La petite fille me regardait, la bouche grande ouverte et les yeux écarquillés. On aurait dit que c'était la première fois que quelqu'un la disputait et je venais d'avoir cette confirmation quand je voyais Phileas qui me lançait un regard noir. Je venais de faire quelque chose que je n'aurais pas du, je venais de manquer de respect à la fille de mon employeur. D'un coup, je m'étais mis à crier de douleur, elle venait de m'écraser le pied et elle chuchotait d'un ton grave:

-Donc, tu veux la guerre ? Viens alors.

« Vous me faites mal ! Vous devriez me respecter, je suis plus âgé que vous ! »

« Il y aura toujours quelqu'un de plus âgé que nous. Mais est ce que tout le monde mérite le respect ? Peu importe si tu es âgé...tu es toujours inférieur à moi Varun.

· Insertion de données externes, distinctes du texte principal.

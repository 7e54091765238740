use super::Entity;
use crate::error::{RestmapError, Result};
use crate::mapping::{EntityMapping, PropertySpec};
use crate::value::{Identifier, PropertyValue};
use std::rc::Rc;

/// Raw accessor over an entity's mapped state.
///
/// Reads and writes here never initialize lazy references and ignore
/// read-only declarations; the normalizer and identity map rely on both.
#[derive(Debug, Clone)]
pub struct EntityMetadata {
    entity: Entity,
}

impl EntityMetadata {
    pub(crate) fn new(entity: Entity) -> Self {
        Self { entity }
    }

    pub fn entity(&self) -> &Entity {
        &self.entity
    }

    pub fn mapping(&self) -> &Rc<EntityMapping> {
        self.entity.mapping()
    }

    pub fn entity_type(&self) -> &str {
        self.entity.entity_type()
    }

    pub fn identifier_value(&self) -> Option<Identifier> {
        self.entity.identifier()
    }

    pub fn property_value(&self, property: &str) -> Result<PropertyValue> {
        self.spec(property)?;
        Ok(self.entity.read_field(property))
    }

    pub fn set_property_value(&self, property: &str, value: PropertyValue) -> Result<()> {
        self.spec(property)?;
        self.entity.write_field(property, value);
        Ok(())
    }

    /// Whether the property has been assigned at all, null included.
    pub fn is_set(&self, property: &str) -> bool {
        self.entity.has_field(property)
    }

    pub fn writable_properties(&self) -> impl Iterator<Item = &PropertySpec> {
        self.entity.mapping().writable_properties()
    }

    fn spec(&self, property: &str) -> Result<&PropertySpec> {
        self.entity
            .mapping()
            .property(property)
            .ok_or_else(|| RestmapError::UnknownProperty {
                entity_type: self.entity_type().to_string(),
                property: property.to_string(),
            })
    }
}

Et si je te tue, tu arrêteras de grandir et tu ne seras plus le plus vieux. » Elle venait de me lâcher et commençait à repartir vers sa chambre en me montrant son majeur. « Mon nom est Harriet Annie Cambashand. Tu as intérêt à t'en souvenir, je vais l'écrire sur ta tombe. »

Est ce que je venais de me faire menacer de mort par une enfant de 10 ans ?

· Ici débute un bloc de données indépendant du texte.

//! Entity handles.
//!
//! An [`Entity`] is a shared, reference-counted handle: cloning it never
//! copies the entity, and two handles are equal only when they point at the
//! same instance. That is what lets the identity map hand the same object to
//! every code path that discovers a given identity.
//!
//! Application code reads and writes through [`Entity::get`] and
//! [`Entity::set`], which initialize lazy references first and honor
//! read-only declarations. The mapping layer goes through
//! [`EntityMetadata`], which does neither.

pub mod metadata;
pub mod proxy;

pub use metadata::EntityMetadata;
pub use proxy::{Proxy, Resolver};

use crate::error::{RestmapError, Result};
use crate::mapping::EntityMapping;
use crate::value::{ConversionError, Identifier, PropertyValue};
use std::cell::RefCell;
use std::collections::HashMap;
use std::fmt;
use std::rc::Rc;

enum Hydration {
    Ready,
    Deferred(Rc<dyn Resolver>),
    Resolving,
}

struct EntityInner {
    mapping: Rc<EntityMapping>,
    fields: RefCell<HashMap<String, PropertyValue>>,
    hydration: RefCell<Hydration>,
}

#[derive(Clone)]
pub struct Entity {
    inner: Rc<EntityInner>,
}

impl Entity {
    pub(crate) fn new(mapping: Rc<EntityMapping>) -> Self {
        Self::with_hydration(mapping, Hydration::Ready)
    }

    /// A stand-in whose state is populated by `resolver` on first access.
    pub(crate) fn deferred(mapping: Rc<EntityMapping>, resolver: Rc<dyn Resolver>) -> Self {
        Self::with_hydration(mapping, Hydration::Deferred(resolver))
    }

    fn with_hydration(mapping: Rc<EntityMapping>, hydration: Hydration) -> Self {
        Self {
            inner: Rc::new(EntityInner {
                mapping,
                fields: RefCell::new(HashMap::new()),
                hydration: RefCell::new(hydration),
            }),
        }
    }

    pub fn entity_type(&self) -> &str {
        self.inner.mapping.entity_type()
    }

    pub fn mapping(&self) -> &Rc<EntityMapping> {
        &self.inner.mapping
    }

    pub fn metadata(&self) -> EntityMetadata {
        EntityMetadata::new(self.clone())
    }

    /// Current identifier value. Never triggers lazy initialization.
    pub fn identifier(&self) -> Option<Identifier> {
        let id = self.inner.mapping.identifier()?;
        let fields = self.inner.fields.try_borrow().ok()?;
        fields
            .get(&id.name)
            .and_then(|value| Identifier::try_from(value).ok())
    }

    /// False while this is an unresolved lazy reference.
    pub fn is_initialized(&self) -> bool {
        !matches!(*self.inner.hydration.borrow(), Hydration::Deferred(_))
    }

    pub fn ptr_eq(&self, other: &Entity) -> bool {
        Rc::ptr_eq(&self.inner, &other.inner)
    }

    /// Resolves a lazy reference. Runs the resolver at most once, even when
    /// it fails; re-entrant calls during resolution are no-ops.
    pub fn initialize(&self) -> Result<()> {
        let resolver = {
            let mut hydration = self.inner.hydration.borrow_mut();
            match std::mem::replace(&mut *hydration, Hydration::Resolving) {
                Hydration::Deferred(resolver) => resolver,
                other => {
                    *hydration = other;
                    return Ok(());
                }
            }
        };

        let outcome = resolver.resolve(self);
        *self.inner.hydration.borrow_mut() = Hydration::Ready;
        outcome
    }

    pub fn get(&self, property: &str) -> Result<PropertyValue> {
        self.require_property(property)?;
        self.initialize()?;
        Ok(self.read_field(property))
    }

    /// Reads a property and converts it to a concrete type.
    pub fn get_as<T>(&self, property: &str) -> Result<T>
    where
        T: TryFrom<PropertyValue, Error = ConversionError>,
    {
        T::try_from(self.get(property)?)
            .map_err(|e| RestmapError::invalid_value(property, e.to_string()))
    }

    pub fn set(&self, property: &str, value: impl Into<PropertyValue>) -> Result<()> {
        let spec = self.require_property(property)?;
        if spec.read_only {
            return Err(RestmapError::ReadOnlyProperty {
                entity_type: self.entity_type().to_string(),
                property: property.to_string(),
            });
        }
        self.initialize()?;
        self.write_field(property, value.into());
        Ok(())
    }

    fn require_property(&self, property: &str) -> Result<&crate::mapping::PropertySpec> {
        self.inner
            .mapping
            .property(property)
            .ok_or_else(|| RestmapError::UnknownProperty {
                entity_type: self.entity_type().to_string(),
                property: property.to_string(),
            })
    }

    pub(crate) fn read_field(&self, name: &str) -> PropertyValue {
        self.inner
            .fields
            .borrow()
            .get(name)
            .cloned()
            .unwrap_or_default()
    }

    pub(crate) fn has_field(&self, name: &str) -> bool {
        self.inner.fields.borrow().contains_key(name)
    }

    pub(crate) fn write_field(&self, name: &str, value: PropertyValue) {
        self.inner
            .fields
            .borrow_mut()
            .insert(name.to_string(), value);
    }

    /// Marks a lazy reference as populated without running its resolver.
    pub(crate) fn mark_initialized(&self) {
        let mut hydration = self.inner.hydration.borrow_mut();
        if matches!(*hydration, Hydration::Deferred(_)) {
            *hydration = Hydration::Ready;
        }
    }
}

impl PartialEq for Entity {
    fn eq(&self, other: &Self) -> bool {
        self.ptr_eq(other)
    }
}

impl fmt::Debug for Entity {
    fn fmt(&self, f: &mut fmt::Formatter<'_>) -> fmt::Result {
        f.debug_struct("Entity")
            .field("type", &self.entity_type())
            .field("identifier", &self.identifier())
            .field("initialized", &self.is_initialized())
            .finish()
    }
}

#[cfg(test)]
mod tests {
    use super::*;
    use crate::mapping::PropertySpec;
    use std::cell::Cell;

    fn mapping() -> Rc<EntityMapping> {
        Rc::new(
            EntityMapping::builder("User")
                .property(PropertySpec::new("id", "integer").identifier().read_only())
                .property(PropertySpec::new("name", "string"))
                .build()
                .unwrap(),
        )
    }

    struct CountingResolver {
        calls: Rc<Cell<u32>>,
        fail: bool,
    }

    impl Resolver for CountingResolver {
        fn resolve(&self, entity: &Entity) -> Result<()> {
            self.calls.set(self.calls.get() + 1);
            // re-entrant access must not resolve again
            let _ = entity.get("name")?;
            if self.fail {
                return Err(RestmapError::ConnectionFailed("offline".to_string()));
            }
            entity.write_field("name", "Ada".into());
            Ok(())
        }
    }

    #[test]
    fn test_get_set_and_read_only() {
        let user = Entity::new(mapping());
        user.set("name", "Grace").unwrap();
        assert_eq!(user.get_as::<String>("name").unwrap(), "Grace");

        assert!(matches!(
            user.set("id", 4),
            Err(RestmapError::ReadOnlyProperty { .. })
        ));
        assert!(matches!(
            user.get("email"),
            Err(RestmapError::UnknownProperty { .. })
        ));
        assert_eq!(user.get("id").unwrap(), PropertyValue::Null);
    }

    #[test]
    fn test_identity_equality() {
        let a = Entity::new(mapping());
        let b = Entity::new(mapping());
        assert_eq!(a, a.clone());
        assert_ne!(a, b);
    }

    #[test]
    fn test_deferred_resolves_once() {
        let calls = Rc::new(Cell::new(0));
        let user = Entity::deferred(
            mapping(),
            Rc::new(CountingResolver {
                calls: calls.clone(),
                fail: false,
            }),
        );
        user.write_field("id", PropertyValue::Int(3));

        assert!(!user.is_initialized());
        assert_eq!(user.identifier(), Some(Identifier::Int(3)));
        assert_eq!(calls.get(), 0);

        assert_eq!(user.get_as::<String>("name").unwrap(), "Ada");
        assert_eq!(user.get_as::<String>("name").unwrap(), "Ada");
        assert!(user.is_initialized());
        assert_eq!(calls.get(), 1);
    }

    #[test]
    fn test_failed_resolution_is_not_retried() {
        let calls = Rc::new(Cell::new(0));
        let user = Entity::deferred(
            mapping(),
            Rc::new(CountingResolver {
                calls: calls.clone(),
                fail: true,
            }),
        );

        assert!(user.get("name").is_err());
        assert_eq!(user.get("name").unwrap(), PropertyValue::Null);
        assert_eq!(calls.get(), 1);
    }

    #[test]
    fn test_mark_initialized_skips_resolver() {
        let calls = Rc::new(Cell::new(0));
        let user = Entity::deferred(
            mapping(),
            Rc::new(CountingResolver {
                calls: calls.clone(),
                fail: false,
            }),
        );
        user.mark_initialized();
        assert_eq!(user.get("name").unwrap(), PropertyValue::Null);
        assert_eq!(calls.get(), 0);
    }
}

-Phileas...elle me fait peur.

« Au moins, tu es chanceux. Je crois qu'elle apprécie ta compagnie. »

« ...Attend quoi ? »

Aucune réponse. Phileas était déjà monté tout en haut et me faisait signe de le suivre. Alors, je m'étais empressé d'attraper ma valise et de me hâter de le rejoindre. Je crois que je devais être au dernier étage, j'avais arrêté de compter le nombre d'escaliers que je montais j'étais vraiment essoufflé. Finalement, Phileas venait de s'arrêter devant une porte et sortait une clé:

-Es tu prêt à découvrir ta chambre ?

« Oh oui bien sûr. Si elle est aussi belle que la maison, je pense que je vais l'adorer ! »

« Et bien...TADAAAAA ! »

Phileas avait ouvert la salle et ce n'était franchement pas ce à quoi je m'attendais...la pièce était sombre et il y avait des toiles d'araignée dans chaque recoin. Quand on entrait dedans on sentait un froid qui vous traversait l'échine, le plancher grinçait et il n'avait pas l'air très solide. Il y avait plusieurs lits mais ils étaient tous en piteux état, on aurait dit que les matelas étaient rongés et ils n'avaient pas tous des couvertures.

-Hum...c'est...bien ?

« Je savais que tu aimerais ! » Phileas m'ébouriffait les cheveux puis me donnait un papier avec une liste de tâches à faire. « N'oublie pas, toi aussi tu dois t'occuper de la maison. Je veux que tu sois là vers 14h compris ? »

« Bien sûr ! »

« Bien...oh oui pardon. Tu ne sais sûrement pas lire...et bien tout ce que tu as à faire c'est de... »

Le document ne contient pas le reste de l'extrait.